Entre las manifestaciones más estupefacientes del pensamiento políticamente correcto, en su versión patria, nos encontramos con que ser rico resulta sospechoso, que el elitismo es reprobable o que todas las culturas son iguales. No obstante, entre todas ellas destaca una que -pese a que choca frontalmente con esta última afirmación- a menudo pasa desapercibida: me refiero al antisemitismo secular que campa a sus anchas por nuestros lares.
Quizá sea precisamente porque, como es bien sabido, un alto porcentaje de judíos triunfan profesionalmente y pertenecen a la élite cultural y científica global. Como recordaba hace unos años el reputado columnista del New York Times David Brooks, esta pequeña comunidad representa "el 54% de los campeones mundiales en ajedrez, el 27% de los laureados con el Premio Nobel en Física y el 31% de los galardonados en Medicina", por no detenernos en otras disciplinas.
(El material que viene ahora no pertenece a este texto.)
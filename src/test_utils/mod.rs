//! Test utilities for mudsync
//!
//! Helpers shared by unit tests and the integration suite (enabled through the
//! `test-utils` feature):
//! - logging initialisation that plays well with the test harness
//! - fixtures for installation trees and zip archives
//! - an in-memory [`ScriptedTransport`] and [`StaticCatalog`] so the applier
//!   and the updater session can be exercised without a network
//!
//! # Example
//!
//! ```rust,no_run
//! use mudsync::test_utils::{ScriptedTransport, build_zip};
//!
//! let transport = ScriptedTransport::new();
//! transport.serve("mock://files/a.txt", "hello");
//! transport.serve("mock://archive/main", build_zip(&[("dist-main/a.txt", b"hello".as_slice())]));
//! ```

pub mod fixtures;
pub mod mocks;

pub use fixtures::{build_zip, read_tree, write_tree};
pub use mocks::{ScriptedTransport, StaticCatalog, serve_json};

use std::sync::Once;
use tracing::Level;
use tracing_subscriber::EnvFilter;

/// Global flag to ensure logging is only initialized once in tests
static INIT_LOGGING: Once = Once::new();

/// Initialize logging for tests.
///
/// Only the first call has an effect. With `level = None` the subscriber is
/// installed only when `RUST_LOG` is set:
///
/// ```bash
/// RUST_LOG=mudsync=debug cargo test
/// ```
pub fn init_test_logging(level: Option<Level>) {
    INIT_LOGGING.call_once(|| {
        let filter = if let Some(level) = level {
            EnvFilter::new(level.to_string())
        } else if std::env::var("RUST_LOG").is_ok() {
            EnvFilter::from_default_env()
        } else {
            return;
        };

        let _ = tracing_subscriber::fmt()
            .with_env_filter(filter)
            .with_test_writer()
            .with_target(true)
            .with_thread_ids(false)
            .try_init();
    });
}
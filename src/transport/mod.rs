//! Downloading file content.
//!
//! The applier never talks HTTP directly; it goes through a [`Transport`].
//! Every transfer writes the full body to the destination, replacing
//! whatever was there. Partial downloads are never resumed. Retrying is the
//! transport's job: by the time an error reaches the applier, the transport
//! has already given up.

pub mod http;

pub use http::{HttpTransport, TransportOptions};

use crate::core::Result;
use crate::utils::progress::ProgressSink;
use std::future::Future;
use std::path::Path;

/// Moves bytes from a URL to a local file.
pub trait Transport: Send + Sync + 'static {
    /// Downloads `url` into `dest`, overwriting it.
    fn fetch(&self, url: &str, dest: &Path) -> impl Future<Output = Result<()>> + Send;

    /// Downloads an archive into `dest`, reporting percentage progress to `progress`.
    fn fetch_archive(
        &self,
        url: &str,
        dest: &Path,
        progress: &dyn ProgressSink,
    ) -> impl Future<Output = Result<()>> + Send;
}
//! Catalog served from a mirror directory on the local filesystem.
//!
//! The mirror is either laid out per ref (`<root>/main`, `<root>/dev`) or as
//! a single tree used for every ref. Hashes are git-style blob ids computed
//! with SHA-256, so a file that does not change between runs keeps its hash.

use super::{CatalogEntry, RemoteCatalog};
use crate::core::{Result, UpdateError};
use reqwest::Url;
use sha2::{Digest, Sha256};
use std::path::{Path, PathBuf};
use tracing::debug;
use walkdir::WalkDir;

#[derive(Debug, Clone)]
pub struct LocalCatalog {
    root: PathBuf,
}

impl LocalCatalog {
    pub fn new(root: impl Into<PathBuf>) -> Self {
        Self {
            root: root.into(),
        }
    }

    /// Directory holding the files for `git_ref`.
    pub fn ref_dir(&self, git_ref: &str) -> PathBuf {
        let per_ref = self.root.join(git_ref);
        if !git_ref.is_empty() && per_ref.is_dir() {
            per_ref
        } else {
            self.root.clone()
        }
    }

    fn file_url(path: &Path) -> String {
        Url::from_file_path(path)
            .map(|url| url.to_string())
            .unwrap_or_else(|()| format!("file://{}", path.display()))
    }
}

/// Git-style blob id over SHA-256: `sha256("blob <len>\0" + content)`.
pub fn blob_hash(content: &[u8]) -> String {
    let mut hasher = Sha256::new();
    hasher.update(format!("blob {}\0", content.len()).as_bytes());
    hasher.update(content);
    hex::encode(hasher.finalize())
}

impl RemoteCatalog for LocalCatalog {
    async fn get_tree(&self, git_ref: &str) -> Result<Vec<CatalogEntry>> {
        let dir = self.ref_dir(git_ref);
        let git_ref = git_ref.to_string();

        tokio::task::spawn_blocking(move || walk_mirror(&dir, &git_ref))
            .await
            .map_err(|e| UpdateError::Catalog {
                git_ref: "local".to_string(),
                reason: format!("listing task failed: {e}"),
            })?
    }

    fn raw_url(&self, git_ref: &str, path: &str) -> String {
        let mut target = self.ref_dir(git_ref);
        target.extend(path.split('/'));
        Self::file_url(&target)
    }

    fn archive_url(&self, _git_ref: &str) -> Option<String> {
        None
    }
}

fn walk_mirror(dir: &Path, git_ref: &str) -> Result<Vec<CatalogEntry>> {
    if !dir.is_dir() {
        return Err(UpdateError::Catalog {
            git_ref: git_ref.to_string(),
            reason: format!("mirror directory {} does not exist", dir.display()),
        });
    }

    let mut entries = Vec::new();
    for entry in WalkDir::new(dir).min_depth(1).sort_by_file_name() {
        let entry = entry.map_err(|e| UpdateError::Catalog {
            git_ref: git_ref.to_string(),
            reason: e.to_string(),
        })?;

        let relative = match entry.path().strip_prefix(dir) {
            Ok(relative) => relative.to_string_lossy().replace('\\', "/"),
            Err(_) => continue,
        };

        if entry.file_type().is_dir() {
            entries.push(CatalogEntry::tree(relative));
        } else if entry.file_type().is_file() {
            let content =
                std::fs::read(entry.path()).map_err(|e| UpdateError::io("Reading mirror file", entry.path(), e))?;
            entries.push(CatalogEntry::blob(relative, blob_hash(&content)));
        }
    }

    debug!("Local mirror {} lists {} entries", dir.display(), entries.len());
    Ok(entries)
}

#[cfg(test)]
mod tests {
    use super::*;
    use crate::catalog::EntryKind;
    use std::fs;
    use tempfile::TempDir;

    #[test]
    fn test_blob_hash_depends_on_length_header() {
        assert_eq!(blob_hash(b"hello"), blob_hash(b"hello"));
        assert_ne!(blob_hash(b"hello"), blob_hash(b"hello\n"));
        assert_eq!(blob_hash(b"").len(), 64);
    }

    #[tokio::test]
    async fn test_get_tree_lists_files_and_dirs() {
        let temp = TempDir::new().unwrap();
        fs::create_dir_all(temp.path().join("scripts")).unwrap();
        fs::write(temp.path().join("scripts/main.lua"), "print(1)").unwrap();
        fs::write(temp.path().join("readme.txt"), "hi").unwrap();

        let catalog = LocalCatalog::new(temp.path());
        let entries = catalog.get_tree("main").await.unwrap();

        let blobs: Vec<_> = entries.iter().filter(|e| e.kind == EntryKind::Blob).map(|e| e.path.as_str()).collect();
        assert_eq!(blobs, vec!["readme.txt", "scripts/main.lua"]);
        assert!(entries.iter().any(|e| e.kind == EntryKind::Tree && e.path == "scripts"));

        let main = entries.iter().find(|e| e.path == "scripts/main.lua").unwrap();
        assert_eq!(main.hash, blob_hash(b"print(1)"));
    }

    #[tokio::test]
    async fn test_per_ref_directory_is_preferred() {
        let temp = TempDir::new().unwrap();
        fs::create_dir_all(temp.path().join("dev")).unwrap();
        fs::write(temp.path().join("dev/only-dev.txt"), "d").unwrap();
        fs::write(temp.path().join("top.txt"), "t").unwrap();

        let catalog = LocalCatalog::new(temp.path());
        let dev: Vec<_> = catalog.get_tree("dev").await.unwrap().into_iter().map(|e| e.path).collect();
        assert_eq!(dev, vec!["only-dev.txt"]);

        assert_eq!(catalog.ref_dir("main"), temp.path());
    }

    #[tokio::test]
    async fn test_missing_mirror_is_catalog_error() {
        let temp = TempDir::new().unwrap();
        let catalog = LocalCatalog::new(temp.path().join("nope"));
        assert!(matches!(catalog.get_tree("main").await, Err(UpdateError::Catalog { .. })));
    }

    #[test]
    fn test_raw_url_is_file_url_without_archive() {
        let temp = TempDir::new().unwrap();
        let catalog = LocalCatalog::new(temp.path());
        let url = catalog.raw_url("main", "a/b.txt");
        assert!(url.starts_with("file://"));
        assert!(url.ends_with("/a/b.txt"));
        assert!(catalog.archive_url("main").is_none());
    }
}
Seguramente también influya la sombra de la malhadada relación de nuestro país con el pueblo judío, que se remonta a 1492 y, en el plano oficial, tan solo se normaliza con el establecimiento de relaciones diplomáticas con Israel, formalizado en enero de 1986. Un legado que, no hace falta repetir, enlaza con el lamentable encadenamiento de diásporas que marcan la Historia judía, desde el exilio babilónico hasta los horrores de la II Guerra Mundial, mínimamente mitigado gracias a la labor de muchos diplomáticos, incluyendo españoles.
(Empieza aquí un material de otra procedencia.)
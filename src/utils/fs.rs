//! Filesystem helpers shared by the manifest store and the applier.
//!
//! Writes that replace persisted state go through [`atomic_write`]; moves into
//! quarantine go through [`move_file`], which falls back to copy-and-delete
//! when a rename is not possible.

use crate::core::{Result, UpdateError};
use std::fs;
use std::io::Write;
use std::path::Path;
use tracing::debug;

/// Ensures a directory exists, creating it and its parents if necessary.
///
/// # Errors
///
/// Fails if the directory cannot be created or the path exists as a file.
pub fn ensure_dir(path: &Path) -> Result<()> {
    if !path.exists() {
        fs::create_dir_all(path).map_err(|e| UpdateError::io("Creating directory", path, e))?;
    } else if !path.is_dir() {
        return Err(UpdateError::io(
            "Creating directory",
            path,
            std::io::Error::new(std::io::ErrorKind::AlreadyExists, "path exists but is not a directory"),
        ));
    }
    Ok(())
}

/// Ensures that the parent directory of a file path exists.
pub fn ensure_parent_dir(path: &Path) -> Result<()> {
    if let Some(parent) = path.parent() {
        ensure_dir(parent)?;
    }
    Ok(())
}

/// Atomically writes bytes to a file using a write-then-rename strategy.
///
/// 1. Writes content to `<file name>.tmp` next to the target
/// 2. Syncs the temporary file to disk
/// 3. Renames it over the target
///
/// Readers see either the old content or the new content, never a mix.
pub fn atomic_write(path: &Path, content: &[u8]) -> Result<()> {
    ensure_parent_dir(path)?;

    let mut temp_name = path.file_name().map(|n| n.to_os_string()).unwrap_or_default();
    temp_name.push(".tmp");
    let temp_path = path.with_file_name(temp_name);

    {
        let mut file = fs::File::create(&temp_path)
            .map_err(|e| UpdateError::io("Creating temp file", &temp_path, e))?;
        file.write_all(content).map_err(|e| UpdateError::io("Writing temp file", &temp_path, e))?;
        file.sync_all().map_err(|e| UpdateError::io("Syncing temp file", &temp_path, e))?;
    }

    fs::rename(&temp_path, path).map_err(|e| {
        let _ = fs::remove_file(&temp_path);
        UpdateError::io("Replacing file", path, e)
    })?;

    Ok(())
}

/// Moves a file, replacing anything already at the destination.
///
/// Tries a rename first and falls back to copy + remove (for example across
/// volumes).
pub fn move_file(from: &Path, to: &Path) -> Result<()> {
    ensure_parent_dir(to)?;

    if to.is_dir() {
        fs::remove_dir_all(to).map_err(|e| UpdateError::io("Clearing destination", to, e))?;
    } else if to.exists() {
        fs::remove_file(to).map_err(|e| UpdateError::io("Clearing destination", to, e))?;
    }

    if fs::rename(from, to).is_ok() {
        return Ok(());
    }

    debug!("Rename failed, copying {} to {}", from.display(), to.display());
    fs::copy(from, to).map_err(|e| UpdateError::io("Copying file", from, e))?;
    fs::remove_file(from).map_err(|e| UpdateError::io("Removing file", from, e))?;
    Ok(())
}

/// Removes empty directories from `start` upwards, stopping at `stop_at`.
///
/// Best-effort: the first non-empty or unremovable directory ends the walk.
pub fn prune_empty_dirs(start: &Path, stop_at: &Path) {
    let mut current = Some(start);
    while let Some(dir) = current {
        if dir == stop_at || !dir.starts_with(stop_at) {
            break;
        }
        let is_empty = fs::read_dir(dir).map(|mut entries| entries.next().is_none()).unwrap_or(false);
        if !is_empty || fs::remove_dir(dir).is_err() {
            break;
        }
        debug!("Removed empty directory {}", dir.display());
        current = dir.parent();
    }
}

#[cfg(test)]
mod tests {
    use super::*;
    use tempfile::TempDir;

    #[test]
    fn test_atomic_write_creates_parents_and_replaces() {
        let temp = TempDir::new().unwrap();
        let path = temp.path().join("nested").join(".manifest");

        atomic_write(&path, b"first").unwrap();
        atomic_write(&path, b"second").unwrap();

        assert_eq!(fs::read_to_string(&path).unwrap(), "second");
        assert!(!temp.path().join("nested").join(".manifest.tmp").exists());
    }

    #[test]
    fn test_ensure_dir_rejects_file() {
        let temp = TempDir::new().unwrap();
        let file = temp.path().join("file");
        fs::write(&file, "x").unwrap();
        assert!(ensure_dir(&file).is_err());
        assert!(ensure_dir(&temp.path().join("a").join("b")).is_ok());
    }

    #[test]
    fn test_move_file_replaces_destination() {
        let temp = TempDir::new().unwrap();
        let from = temp.path().join("a.txt");
        let to = temp.path().join("q").join("a.txt");
        fs::write(&from, "new").unwrap();
        fs::create_dir_all(to.parent().unwrap()).unwrap();
        fs::write(&to, "old").unwrap();

        move_file(&from, &to).unwrap();

        assert!(!from.exists());
        assert_eq!(fs::read_to_string(&to).unwrap(), "new");
    }

    #[test]
    fn test_prune_empty_dirs_stops_at_root_and_non_empty() {
        let temp = TempDir::new().unwrap();
        let root = temp.path();
        fs::create_dir_all(root.join("a").join("b").join("c")).unwrap();
        fs::write(root.join("a").join("keep.txt"), "x").unwrap();

        prune_empty_dirs(&root.join("a").join("b").join("c"), root);

        assert!(!root.join("a").join("b").exists());
        assert!(root.join("a").exists());
        assert!(root.exists());
    }
}
//! Path policy for installation-relative paths.
//!
//! Every path the updater stores or compares is kept in one canonical form:
//! forward slashes, no `.` segments, `..` collapsed wherever a preceding
//! segment exists. This module converts between that form and the platform
//! form, resolves paths case-insensitively against what is really on disk,
//! and decides whether a resolved target stays inside the installation root.
//!
//! Classification of paths lives in the submodules:
//! - [`user_config`] - files owned by the user that the updater never overwrites
//! - [`exclusions`] - user-supplied patterns that keep remote entries out of a plan
//!
//! # Examples
//!
//! ```rust
//! use mudsync::policy::normalize;
//!
//! assert_eq!(normalize("scripts\\.\\lua/../sounds/beep.wav"), "scripts/sounds/beep.wav");
//! assert_eq!(normalize(&normalize("a/./b/")), normalize("a/./b/"));
//! ```

pub mod exclusions;
pub mod user_config;

pub use exclusions::ExclusionSet;
pub use user_config::is_user_config;

use crate::core::{Result, UpdateError};
use std::path::{Component, Path, PathBuf};
use tracing::debug;

/// Converts a path to canonical forward-slash form.
///
/// Backslashes become forward slashes, empty and `.` segments are dropped and
/// `..` removes the segment before it. A `..` with nothing left to remove is
/// kept for relative paths (so containment checks still see it) and dropped
/// for absolute ones. The result never has a trailing slash.
///
/// Idempotent: `normalize(&normalize(p)) == normalize(p)`.
#[must_use]
pub fn normalize(path: &str) -> String {
    let unified = path.replace('\\', "/");
    let absolute = unified.starts_with('/');
    let mut segments: Vec<&str> = Vec::new();

    for segment in unified.split('/') {
        match segment {
            "" | "." => {}
            ".." => match segments.last() {
                Some(&last) if last != ".." => {
                    segments.pop();
                }
                _ if absolute => {}
                _ => segments.push(".."),
            },
            other => segments.push(other),
        }
    }

    let joined = segments.join("/");
    if absolute {
        format!("/{joined}")
    } else {
        joined
    }
}

/// Converts a canonical path to the platform form for filesystem access.
#[must_use]
pub fn denormalize(path: &str) -> PathBuf {
    if cfg!(windows) {
        PathBuf::from(path.replace('/', "\\"))
    } else {
        PathBuf::from(path)
    }
}

/// Normalizes a filesystem path lexically, without touching the disk.
fn lexical_normalize(path: &Path) -> PathBuf {
    let mut components = Vec::new();

    for component in path.components() {
        match component {
            Component::CurDir => {}
            Component::ParentDir => match components.last() {
                Some(Component::Normal(_)) => {
                    components.pop();
                }
                Some(Component::RootDir | Component::Prefix(_)) => {}
                _ => components.push(component),
            },
            c => components.push(c),
        }
    }

    components.iter().collect()
}

/// Resolves `target` against the real casing on disk.
///
/// If `target` exists verbatim it is returned as is. Otherwise its parent is
/// resolved the same way and scanned for an entry whose name matches the final
/// component case-insensitively. When nothing matches, the (resolved) parent
/// joined with the original file name is returned, which for a parent that
/// exists verbatim is the original path: the signal that it is safe to create
/// the file there. Never fails; unreadable directories fall back to the input.
#[must_use]
pub fn find_actual_case(target: &Path) -> PathBuf {
    if target.exists() {
        return target.to_path_buf();
    }

    let (Some(parent), Some(name)) = (target.parent(), target.file_name()) else {
        return target.to_path_buf();
    };
    if parent.as_os_str().is_empty() {
        return target.to_path_buf();
    }

    let parent = find_actual_case(parent);
    let wanted = name.to_string_lossy().to_lowercase();

    let Ok(entries) = std::fs::read_dir(&parent) else {
        return parent.join(name);
    };

    for entry in entries.flatten() {
        let actual = entry.file_name();
        if actual.to_string_lossy().to_lowercase() == wanted {
            return parent.join(actual);
        }
    }

    parent.join(name)
}

/// Lexical check that `target` is strictly beneath `root`.
#[must_use]
pub fn is_within_root(root: &Path, target: &Path) -> bool {
    let root = lexical_normalize(root);
    let target = lexical_normalize(target);
    target != root && target.starts_with(&root)
}

/// Checks that the nearest existing ancestor of `target` does not leave `root`
/// once symlinks are resolved.
fn contained_on_disk(root: &Path, target: &Path) -> bool {
    let Ok(canonical_root) = root.canonicalize() else {
        // Root not created yet; nothing on disk can redirect the write.
        return true;
    };

    let mut ancestor = Some(target);
    while let Some(candidate) = ancestor {
        if candidate.exists() {
            return match candidate.canonicalize() {
                Ok(canonical) => canonical.starts_with(&canonical_root),
                Err(_) => true,
            };
        }
        ancestor = candidate.parent();
    }
    true
}

/// Resolves the on-disk target of a manifest path and enforces containment.
///
/// The path is normalized, converted to platform form, joined to `root`,
/// case-resolved with [`find_actual_case`] and finally checked with
/// [`is_within_root`] plus a symlink-aware check of its nearest existing
/// ancestor.
///
/// # Errors
///
/// [`UpdateError::PathTraversal`] when the target is empty, absolute, or ends
/// up anywhere other than strictly beneath `root`.
pub fn resolve_target(root: &Path, name: &str) -> Result<PathBuf> {
    let normalized = normalize(name);
    let joined = root.join(denormalize(&normalized));

    if normalized.is_empty() || !is_within_root(root, &joined) {
        return Err(UpdateError::PathTraversal {
            path: name.to_string(),
        });
    }

    let target = find_actual_case(&joined);
    if !is_within_root(root, &target) || !contained_on_disk(root, &target) {
        return Err(UpdateError::PathTraversal {
            path: name.to_string(),
        });
    }

    if target != joined {
        debug!("Resolved {} to existing {}", normalized, target.display());
    }
    Ok(target)
}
Recuperando este enfoque histórico, de carácter milenario, parece alucinante que en pleno siglo XXI pervivan los ecos de una fobia cuasi racial, más aún si reflota desde corrientes supuestamente progresistas e "intelectuales". Nunca está de más recordar que fue en el contexto de una controversia sobre la cuestión judía -el affaire Dreyfus, que salió a la luz en 1898- cuando se acuñó el concepto de "intelectual", tal y como hoy lo empleamos. Pues bien, justo en un sentido contrario -según ha demostrado el caso de los famosos y penosos tuits o el boicot contra el cantante Matisyahu en el Festival Rototom Sunsplash- perdura todavía en España un odio contra los judíos, proclamado por figuras culturales de relevancia pública y secundado, dicho sea de paso, por la extrema derecha.
Por descontado, más allá del alcance de su legitimidad, blandir la coartada de la causa palestina no sirve de excusa, dado lo burdo que resulta enmascarar el antisionismo (no digamos ya el antisemitismo) bajo la crítica a determinadas políticas israelíes, de acuerdo con el mismo esquema que por cierto opera en la mentalidad anti-yanqui. Es más, el hecho de que Israel se alce aún como la única democracia en Oriente Próximo debería hacer reflexionar a nuestros "intelectuales" sobre las implicaciones de sus palabras. A no ser, claro está, que aparte de rechazar la existencia misma del Estado de Israel tampoco acepten las reglas que conlleva vivir bajo el paradigma de un sistema político en el que priman la democracia representativa y el imperio de la ley. Pensándolo bien, tal vez aquí se halle parte del problema.